The End of The Beginning
Yet with herd immunity on the horizon, it feels more like I'm driving a new car off of the lot for the first time. After being so safe for so long, the idea of getting back to normal feels a bit daunting.
It's not that I don't have anything to photograph. Life continues to move forward. With spring comes Passover and we had a lovely Seder, albeit smaller than usual, on Saturday. Still, I didn't take any pics of the amazing chopped liver, light-as-air matzo balls or fork-tender brisket (no posting but clearly kvelling).
In some ways I didn't want to flaunt it on social media because I felt bad that the friends who usually celebrate with us couldn't be there.
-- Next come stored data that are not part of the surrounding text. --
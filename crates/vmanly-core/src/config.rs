// ── Runtime connection configuration ──
//
// These types describe how to reach a controller and how patiently to
// wait on asynchronous actions. They carry credentials but never touch
// disk; the CLI builds a `ControllerConfig` and hands it in.

use std::path::PathBuf;
use std::time::Duration;

use secrecy::SecretString;
use url::Url;

/// TLS verification strategy.
#[derive(Debug, Clone, Default, PartialEq, Eq)]
pub enum TlsVerification {
    /// System CA store (strict).
    #[default]
    SystemDefaults,
    /// Custom CA certificate file.
    CustomCa(PathBuf),
    /// Skip verification (lab controllers with self-signed certs).
    DangerAcceptInvalid,
}

/// Bounds for polling an asynchronous device action.
#[derive(Debug, Clone, Copy, PartialEq, Eq)]
pub struct PollConfig {
    /// Sleep between two status checks.
    pub interval: Duration,
    /// Status checks before giving up with `ActionTimeout`.
    pub max_attempts: u32,
}

impl Default for PollConfig {
    fn default() -> Self {
        Self {
            interval: Duration::from_secs(10),
            max_attempts: 180,
        }
    }
}

/// Configuration for connecting to a single controller.
#[derive(Debug, Clone)]
pub struct ControllerConfig {
    /// Controller URL (e.g., `https://vmanage.example.com:8443`).
    pub url: Url,
    pub username: String,
    pub password: SecretString,
    pub tls: TlsVerification,
    /// Per-request timeout.
    pub timeout: Duration,
    pub poll: PollConfig,
}
//! Import command handler.

use serde::Serialize;
use tabled::Tabled;
use vmanly_core::{EntityChange, EntityKind, SyncAction, SyncContext, SyncOptions, SyncReport};

use crate::cli::{GlobalOpts, ImportArgs, OutputFormat};
use crate::error::CliError;
use crate::output;

use super::util;

// ── Table row ───────────────────────────────────────────────────────

#[derive(Tabled)]
struct ChangeRow {
    #[tabled(rename = "Kind")]
    kind: String,
    #[tabled(rename = "Name")]
    name: String,
    #[tabled(rename = "Action")]
    action: &'static str,
    #[tabled(rename = "Fields")]
    fields: usize,
    #[tabled(rename = "Applied")]
    applied: &'static str,
    #[tabled(rename = "Reattached")]
    reattached: String,
}

impl From<&EntityChange> for ChangeRow {
    fn from(c: &EntityChange) -> Self {
        Self {
            kind: c.kind.label().to_owned(),
            name: match c.entity_type {
                Some(ref t) => format!("{} ({t})", c.name),
                None => c.name.clone(),
            },
            action: action_label(c.action),
            fields: c.changes.len(),
            applied: if c.applied { "yes" } else { "no" },
            reattached: c.reattached.join(", "),
        }
    }
}

fn action_label(action: SyncAction) -> &'static str {
    match action {
        SyncAction::Create => "create",
        SyncAction::Update => "update",
    }
}

// ── Structured report ───────────────────────────────────────────────

#[derive(Serialize)]
struct FailureView<'a> {
    kind: EntityKind,
    name: &'a str,
    error: String,
}

#[derive(Serialize)]
struct ReportView<'a> {
    changes: &'a [EntityChange],
    unchanged: usize,
    failures: Vec<FailureView<'a>>,
    aborted: bool,
}

impl<'a> From<&'a SyncReport> for ReportView<'a> {
    fn from(report: &'a SyncReport) -> Self {
        Self {
            changes: &report.changes,
            unchanged: report.unchanged,
            failures: report
                .failures
                .iter()
                .map(|f| FailureView {
                    kind: f.kind,
                    name: &f.name,
                    error: f.error.to_string(),
                })
                .collect(),
            aborted: report.aborted,
        }
    }
}

fn render_report(
    report: &SyncReport,
    args: &ImportArgs,
    global: &GlobalOpts,
) -> Result<String, CliError> {
    match global.output {
        OutputFormat::Table | OutputFormat::Plain => {
            if report.changes.is_empty() {
                return Ok(String::new());
            }
            let mut out = output::render_list(
                &global.output,
                &report.changes,
                |c| ChangeRow::from(c),
                |c| format!("{} {} {}", action_label(c.action), c.kind, c.name),
            )?;
            if args.diff {
                let color = output::should_color(&global.color);
                for change in &report.changes {
                    out.push_str(&format!("\n\n{} {}:\n", change.kind.label(), change.name));
                    out.push_str(&output::render_changes(&change.changes, color));
                }
            }
            Ok(out)
        }
        _ => output::render_single(
            &global.output,
            &ReportView::from(report),
            |_| String::new(),
            |_| String::new(),
        ),
    }
}

fn summary(report: &SyncReport, check: bool) -> String {
    let mut line = format!(
        "{} created, {} updated, {} unchanged, {} failed",
        report.created(),
        report.updated(),
        report.unchanged,
        report.failures.len()
    );
    if check {
        line.push_str(" (check only, nothing written)");
    } else if report.changes.iter().any(|c| !c.applied) {
        line.push_str(" (pass --update to apply updates)");
    }
    line
}

// ── Handler ─────────────────────────────────────────────────────────

pub async fn handle(
    ctx: &SyncContext,
    args: ImportArgs,
    global: &GlobalOpts,
) -> Result<(), CliError> {
    let document = util::read_document(&args.file)?;
    let options = SyncOptions {
        dry_run: args.check,
        allow_update: args.update,
        push: args.push,
        keep_going: args.keep_going,
    };

    if options.push
        && !options.dry_run
        && !util::confirm(
            "Re-push affected device templates to their devices?",
            global.yes,
        )?
    {
        return Ok(());
    }

    let pb = util::spinner(global, &format!("Syncing {}", args.file.display()));
    let mut report = ctx
        .sync_document(&document, &util::kinds(&args.only), options)
        .await;
    pb.finish_and_clear();

    let out = render_report(&report, &args, global)?;
    output::print_output(&out, global.quiet);
    for failure in &report.failures {
        eprintln!(
            "failed: {} '{}': {}",
            failure.kind.label(),
            failure.name,
            failure.error
        );
    }
    if !global.quiet {
        eprintln!("{}", summary(&report, args.check));
    }

    if report.failures.is_empty() {
        return Ok(());
    }
    if report.aborted {
        let first = report.failures.swap_remove(0);
        return Err(first.error.into());
    }
    Err(CliError::SyncFailed {
        count: report.failures.len(),
    })
}
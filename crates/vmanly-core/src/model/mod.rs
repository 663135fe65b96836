// ── Domain model ──
//
// Kinds and their wire schema, listing entities, server identifiers and
// the declarative document.

pub mod document;
pub mod entity;
pub mod entity_id;
pub mod kind;

pub use document::{Document, DocumentFormat};
pub use entity::Entity;
pub use entity_id::EntityId;
pub use kind::{EntityKind, Family};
But there was something a bit more significant in not posting pics of my mom, sister or brother-in-law, who I haven't shared a meal with in-real-life in over a year. Or pics of my sister holding up an advance copy of her soon-to-be released book, "Southern Ground," having showed it to me for the first time (talk about kvelling).
I didn't post pics of any of those moments. I just lived them. We were present, engaged and connected.
My husband and I got our second vaxx, which marks the end of the beginning for us. I'm not sure if we'll ever get back to normal, even as we look forward to resuming travel, spending time with people we love and, above almost all else, hugs.
With spring's resplendent glory, we still curse the pollen. And just as every rose has a thorn, while I'm happy to be nearing the other side of this, I still have so many unanswered questions -- why didn't I get sick when others did, will it come back, if so will we better prepared and are there long-term effects of the vaccine?
We may never know.
As the Passover holiday tells us, we've lived through plagues before. And as we recite the myriad of them as part of the Seder prayers, what once felt like an archaic story, now feels eerily germane.